Jimmy Vivante : Angélique, tu présenteras tout au long de la semaine prochaine ton nouveau projet « Et les rêves prendront leur revanche » au Triton. Peux-tu, avant tout, me dire quelques mots de ta relation avec ce lieu, que tu as décidé de soutenir et de « marrainer » il y a 15 ans ?

Angélique Ionatos : Le Triton et moi, c’est une longue histoire, c’est vrai. J’ai assisté à la naissance du Triton il y a longtemps, 15 ans déjà... D’abord pour moi, il y a la programmation de ce lieu qui est vraiment excellente. On y entend toutes les musiques que j’appellerai « contemporaines », que ça soit le jazz, la musique contemporaine, la chanson et la danse même puisqu’il y a les rencontres « Dodécadanse ». Le Triton, c’est vraiment une scène ; une salle qui mériterait d’avoir beaucoup de petits en France (rires). C’est une salle unique pour laquelle j’ai une très grande affection et je m’y sens toujours très bien.

JV : C’est bien entendu réciproque et tu participes d’ailleurs pour la 5ème fois au festival les Enchanteuses, dédié aux voix des femmes du monde, dont tu es aussi la marraine depuis sa création en 2004. Néanmoins, cette année est particulière puisque tu y joueras 5 soirs de suite et c’est également la première fois que tu auras une semaine pour présenter ce projet. Comment envisages-tu cette opportunité, ce temps long de travail dont tu disposeras ?

AI : Moi j’ai toujours beaucoup aimé les séries. J’aime le fait de m’installer dans le lieu. Il y a un côté moins éphémère que quand on va quelque part, qu’on joue, qu’on repart et qu’on rejoue ailleurs le lendemain. S’installer, c’est comme si on tissait un travail, comme si on permettait tout à coup de perfectionner quelque chose. Quand on est en tournée, c’est différent, c’est tous les jours une perpétuelle première quelque part. Avec la série, c’est également unique chaque soir, et encore plus là avec les changements de plateau entre le violoncelliste Gaspar Claus et le contrebassiste Claude Tchamitchian, mais de toute façon, il y a toujours ce quelque chose de plus fort. Pour les musiciens, c’est rare de s’installer vraiment quelque part et ça, c’est une très belle chose parce qu’on nous permet de parfaire notre musique.
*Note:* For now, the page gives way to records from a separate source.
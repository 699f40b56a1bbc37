//! # Text Chunker
//! Splits an item's text into scorer-sized, non-overlapping chunks.
//!
//! Cut preference inside the size budget: last sentence end, then last
//! whitespace, then a hard cut at the character limit. Every cut consumes at
//! least one character, so iteration always terminates.

use crate::model::{Chunk, ScoredItem};

#[derive(Debug, Clone, Copy)]
pub struct Chunker {
    max_chars: usize,
}

impl Chunker {
    /// `max_chars` of 0 is treated as 1.
    pub fn new(max_chars: usize) -> Self {
        Self {
            max_chars: max_chars.max(1),
        }
    }

    pub fn max_chars(&self) -> usize {
        self.max_chars
    }

    /// Lazy chunk sequence over arbitrary text.
    pub fn chunks(&self, text: impl Into<String>) -> Chunks {
        Chunks {
            text: text.into(),
            pos: 0,
            index: 0,
            max_chars: self.max_chars,
        }
    }

    /// Chunks for an item. Headline-only items yield a single headline chunk.
    pub fn chunk_item(&self, item: &ScoredItem) -> Chunks {
        self.chunks(item.text())
    }
}

/// Iterator over the chunks of one text. Owns the text it slices.
#[derive(Debug, Clone)]
pub struct Chunks {
    text: String,
    pos: usize,
    index: usize,
    max_chars: usize,
}

impl Iterator for Chunks {
    type Item = Chunk;

    fn next(&mut self) -> Option<Chunk> {
        let rest = &self.text[self.pos..];
        self.pos += rest.len() - rest.trim_start().len();
        let rest = &self.text[self.pos..];
        if rest.is_empty() {
            return None;
        }

        let limit = rest
            .char_indices()
            .nth(self.max_chars)
            .map(|(i, _)| i)
            .unwrap_or(rest.len());
        let cut = if limit == rest.len() {
            rest.len()
        } else {
            find_cut(rest, limit)
        };

        let piece = rest[..cut].trim_end();
        let chunk = Chunk {
            chunk_index: self.index,
            text: piece.to_string(),
            char_length: piece.chars().count(),
        };
        self.pos += cut;
        self.index += 1;
        Some(chunk)
    }
}

/// Byte offset (within `rest[..limit]`, > 0) where the next chunk should end.
fn find_cut(rest: &str, limit: usize) -> usize {
    let window = &rest[..limit];
    let mut sentence_end = None;
    let mut last_ws = None;

    for (i, c) in window.char_indices() {
        let after = i + c.len_utf8();
        match c {
            '\n' => sentence_end = Some(after),
            '.' | '!' | '?' => {
                if rest[after..].chars().next().map_or(true, char::is_whitespace) {
                    sentence_end = Some(after);
                }
            }
            c if c.is_whitespace() && i > 0 => last_ws = Some(i),
            _ => {}
        }
    }

    sentence_end.or(last_ws).unwrap_or(limit)
}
JV : Angélique, tu es évidemment une intellectuelle en plus d’être une artiste. Ce spectacle me semble plus encore que les précédents empreint d’un message politique, lié très clairement à la situation actuelle de ton pays natal. Les rêves qui prennent leur revanche, n’est-ce pas pour toi l’urgence de remettre l’utopie et les idées au service du peuple grec ?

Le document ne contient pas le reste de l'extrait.